米シャープは、「2011 International CES」でプレスカンファレンスを開催。独自の4原色技術“クアトロン”を採用した70インチクラスの液晶テレビ「LC-790LE732U」などを米国で発売すると発表した。

[小山安博,ITmedia]

 米シャープは、「2011 International CES」の開幕直前にプレスカンファレンスを開催し、独自の4原色技術“クアトロン”を採用した70インチクラスの液晶テレビ「LC-790LE732U」などを米国で発売すると発表した。登壇した米シャープの高橋興三CEOは、来年でシャープが100周年を迎え、今後もさらなる液晶の進化を目指していくと強調。「未来は今日から始まる」と宣言した。

ts_sharp01.jpg 米シャープの高橋興三CEO

 70インチ(対角69.5インチ)と同社最大サイズの“AQUOSクアトロン”「LC-790LE732U」は、シャープが開発した赤青緑の3原色に黄色を加えた4原色で映像を表示するクアトロン技術を採用している。こちらは5月に北米で発売するが、さらに70インチの3D対応液晶テレビ「LE935シリーズ」も今年中に発売する。

ts_sharp02.jpgts_sharp03.jpg 70インチのAQUOSクアトロン(左)。今年中には70インチの3D対応AQUOSクアトロンを発売する

 LC-790LE732Uでは、無線LANを内蔵することでFacebookやTwitter、Flickr、Netflix、PANDORA,CinemaNowなどのSNSや映像配信サービスに接続可能。テレビ画面からネットワーク経由でトラブルシューティングやカスタマーサポートなどが利用できる「AQUOS ADVANTAGE LIVEサービスにも対応している。
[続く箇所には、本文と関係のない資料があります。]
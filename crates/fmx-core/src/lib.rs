//! fmx-core: stable foundation for the fmx model interface.
//!
//! Contains:
//! - ids (value references handed out to the host)
//! - numeric (clock comparison, finiteness and sign-change helpers)
//! - status (host-visible call status)
//! - config (definition-time model constants and capabilities)
//! - error (shared error types)

pub mod config;
pub mod error;
pub mod ids;
pub mod numeric;
pub mod status;

// Re-exports: nice ergonomics for downstream crates
pub use config::{Capabilities, InterfaceType, ModelConfig};
pub use error::{FmuError, FmuResult};
pub use ids::*;
pub use numeric::*;
pub use status::Status;
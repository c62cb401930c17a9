mod error;
mod runner;
mod settings;

use std::fs::File;
use std::io::{self, BufWriter, Write};
use std::path::{Path, PathBuf};
use std::time::Instant;

use clap::{Parser, Subcommand};
use tracing::Level;

use crate::error::CliResult;
use crate::settings::{ModelKind, Settings};

#[derive(Parser)]
#[command(name = "fmx-cli")]
#[command(about = "fmx CLI - run the built-in models through the host drivers", long_about = None)]
struct Cli {
    /// Log debug output to stderr
    #[arg(short, long, global = true)]
    verbose: bool,

    #[command(subcommand)]
    command: Commands,
}

#[derive(Subcommand)]
enum Commands {
    /// Print a model's configuration and variable table
    Describe {
        /// Model to describe
        #[arg(value_enum)]
        model: ModelKind,
    },
    /// Run a simulation described by a JSON settings file
    Run {
        /// Path to the settings JSON file
        settings_path: PathBuf,
    },
}

fn main() -> CliResult<()> {
    let cli = Cli::parse();

    let level = if cli.verbose { Level::DEBUG } else { Level::INFO };
    tracing_subscriber::fmt()
        .with_max_level(level)
        .with_writer(io::stderr)
        .init();

    match cli.command {
        Commands::Describe { model } => cmd_describe(model),
        Commands::Run { settings_path } => cmd_run(&settings_path),
    }
}

fn cmd_describe(kind: ModelKind) -> CliResult<()> {
    let config = match kind {
        ModelKind::Dummy => <fmx_model::Dummy as fmx_model::Model>::CONFIG,
        ModelKind::BouncingBall => <fmx_model::BouncingBall as fmx_model::Model>::CONFIG,
    };
    let caps = config.capabilities;

    println!("Model: {}", config.identifier);
    println!("  Token:            {}", config.instantiation_token);
    println!("  Fixed step:       {} s", config.fixed_solver_step);
    println!("  Default stop:     {} s", config.default_stop_time);
    println!("  States:           {}", config.nx);
    println!("  Event indicators: {}", config.nz);
    println!(
        "  Interfaces:       {}{}",
        if caps.model_exchange { "model-exchange " } else { "" },
        if caps.co_simulation { "co-simulation" } else { "" }
    );
    println!();
    println!("Variables:");
    for var in runner::variables_of(kind).iter() {
        let start = var
            .start
            .map(|s| s.to_string())
            .unwrap_or_else(|| "-".to_string());
        println!(
            "  [{:>2}] {:<10} {:<12} {:<11} start={}",
            var.vr.get(),
            var.name,
            format!("{:?}", var.causality),
            format!("{:?}", var.variability),
            start
        );
        if !var.description.is_empty() {
            println!("       {}", var.description);
        }
    }
    Ok(())
}

fn cmd_run(settings_path: &Path) -> CliResult<()> {
    let settings = Settings::load(settings_path)?;
    let started = Instant::now();
    let report = runner::run(&settings)?;
    let elapsed = started.elapsed();

    match &settings.output_file {
        Some(path) => {
            if let Some(dir) = path.parent().filter(|d| !d.as_os_str().is_empty()) {
                std::fs::create_dir_all(dir)?;
            }
            let mut out = BufWriter::new(File::create(path)?);
            report.recorder.write_csv(&mut out)?;
            out.flush()?;
            eprintln!("Wrote {} samples to {}", report.recorder.len(), path.display());
        }
        None => {
            let stdout = io::stdout();
            let mut out = stdout.lock();
            report.recorder.write_csv(&mut out)?;
            out.flush()?;
        }
    }

    eprintln!(
        "{} steps, {} events, final time {} s{} ({:.1} ms)",
        report.outcome.steps,
        report.outcome.events,
        report.outcome.final_time,
        if report.outcome.terminated {
            ", terminated by model"
        } else {
            ""
        },
        elapsed.as_secs_f64() * 1e3
    );
    Ok(())
}
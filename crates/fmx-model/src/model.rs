//! Model trait for concrete model definitions.

use fmx_core::{FmuError, FmuResult, ModelConfig, ValueReference};

use crate::cursor::{Float64Sink, Float64Source};
use crate::instance::HostState;
use crate::variables::VariableTable;

/// Outcome of a model's discrete state update.
#[derive(Clone, Copy, Debug, Default, PartialEq)]
pub struct EventUpdate {
    /// Continuous-state values were changed by the update.
    pub values_changed: bool,
    /// Ask the host to end the run.
    pub terminate: bool,
    /// Next time event scheduled by the model, if any.
    pub next_event_time: Option<f64>,
}

/// A concrete model definition.
///
/// A Model must provide:
/// - Definition-time constants (`CONFIG`) and a variable table
/// - Start values
/// - Float64 dispatch by value reference
///
/// Continuous-state, derivative and indicator methods default to no-ops for
/// models without integrated variables. Implementations only see buffers
/// whose lengths already match `CONFIG.nx` / `CONFIG.nz`.
pub trait Model: Clone + std::fmt::Debug + Send {
    const CONFIG: ModelConfig;

    fn variables() -> &'static VariableTable;

    /// Reset all model-owned storage to its defaults.
    fn set_start_values(&mut self);

    /// Recompute dependent variables from inputs and states.
    fn calculate_values(&mut self, _host: &HostState) -> FmuResult<()> {
        Ok(())
    }

    /// Write the value of `vr` at the sink cursor.
    fn get_float64(
        &self,
        host: &HostState,
        vr: ValueReference,
        out: &mut Float64Sink<'_>,
    ) -> FmuResult<()>;

    /// Read the value for `vr` from the source cursor.
    fn set_float64(&mut self, vr: ValueReference, input: &mut Float64Source<'_>) -> FmuResult<()>;

    /// First-order time derivative of an output.
    fn get_output_derivative(&self, _host: &HostState, vr: ValueReference) -> FmuResult<f64> {
        Err(FmuError::NoOutputDerivative { vr })
    }

    /// Apply discrete changes at an event.
    fn event_update(&mut self, _host: &HostState) -> EventUpdate {
        EventUpdate::default()
    }

    fn get_continuous_states(&self, _x: &mut [f64]) {}

    fn set_continuous_states(&mut self, _x: &[f64]) {}

    fn get_nominals_of_continuous_states(&self, nominals: &mut [f64]) {
        nominals.fill(1.0);
    }

    fn get_derivatives(&self, _host: &HostState, _dx: &mut [f64]) {}

    fn get_event_indicators(&self, _host: &HostState, _z: &mut [f64]) {}
}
 同社のJohn Herrington氏は、「シャープは映像品質を向上させ、テレビの接続機能をより親切にして、テレビ市場を先導している」とアピールした。また、小さなテレビがパーソナル向けなのに対して、大型テレビは家族向けであると指摘。「より大型のテレビにより、さらに家族が楽しめるようになる」と話す。

ts_sharp04.jpg 米シャープのJohn Herrington氏

 さらにシャープでは、3D対応のDLPプロジェクター「XV-Z17000」を発表。アクティブシャッター型の3D機能を備え、コントラスト比は4万:1、1600ルーメンスの高輝度タイプだ。2系統のHDMI入力にくわえ、ミニD-sub 15ピン、コンポーネント、S端子、コンポジットの各入力端子を備えている。米国では2月に発売する予定となっており、価格は4999.99ドル。専用の3Dグラスが2個付属する。

ts_sharp05.jpg 3D対応のDLPプロジェクター「XV-Z17000」

 3D対応のBlu-ray Discプレーヤー「BD-HP25U」「BD-HP35U」「BD-HP75U」も発表。フルHDの3D映像を出力でき、Dolby True HDとDTS HDのデコード機能も搭載する。また無線LANを内蔵しているので、NetflixやCinemaNow、PANDORA、YouTubeなどへのアクセスが可能だ。DLNAクライアントにくわえ、PCなどからネットワーク経由でプレーヤーの操作が可能な“IPコントロール”も搭載する。価格は249.99ドル〜329.99ドルで、2月から米国で順次発売する。

ts_sharp06.jpg 3D対応BDプレーヤーの3機種

 その他、スピーカー製品として「HT-SL70」、「HT-SL50」、「CP-USB50」、ミニマイクロコンポとして、iPodと接続可能な製品も投入する。

ts_sharp07.jpgts_sharp08.jpg スピーカー製品では、USB接続のスピーカーバー「CP-USB50」、iPod接続対応のコンポも発売

 そして最後に発表されたのが、国内で発売が開始されたばかりのタブレット端末「GALAPAGOS」だ。同社では“E-Media Tablet”と位置づけ、電子書籍や電子雑誌、新聞などが閲覧できる点をアピールしていた。

ts_sharp09.jpgts_sharp010.jpg GALAPAGOSも米国発表
ts_sharp011.jpgts_sharp012.jpg 海外メディアの関心も高い

 ファイルフォーマットのXMDFもアピールされ、タブレットやスマートフォン、TVなど、端末に合わせて自動でコンテンツのレイアウトが最適化される点が説明された。

 シャープでは、大型テレビ、スマートフォン、タブレット、車載端末など、さまざまなサイズの液晶製品を投入し、さらにビデオウォールのような大型製品も加えた液晶製品群が「世界に接続される窓」としての役割を担うとして、今後も製品を強化していきたい考えを示している。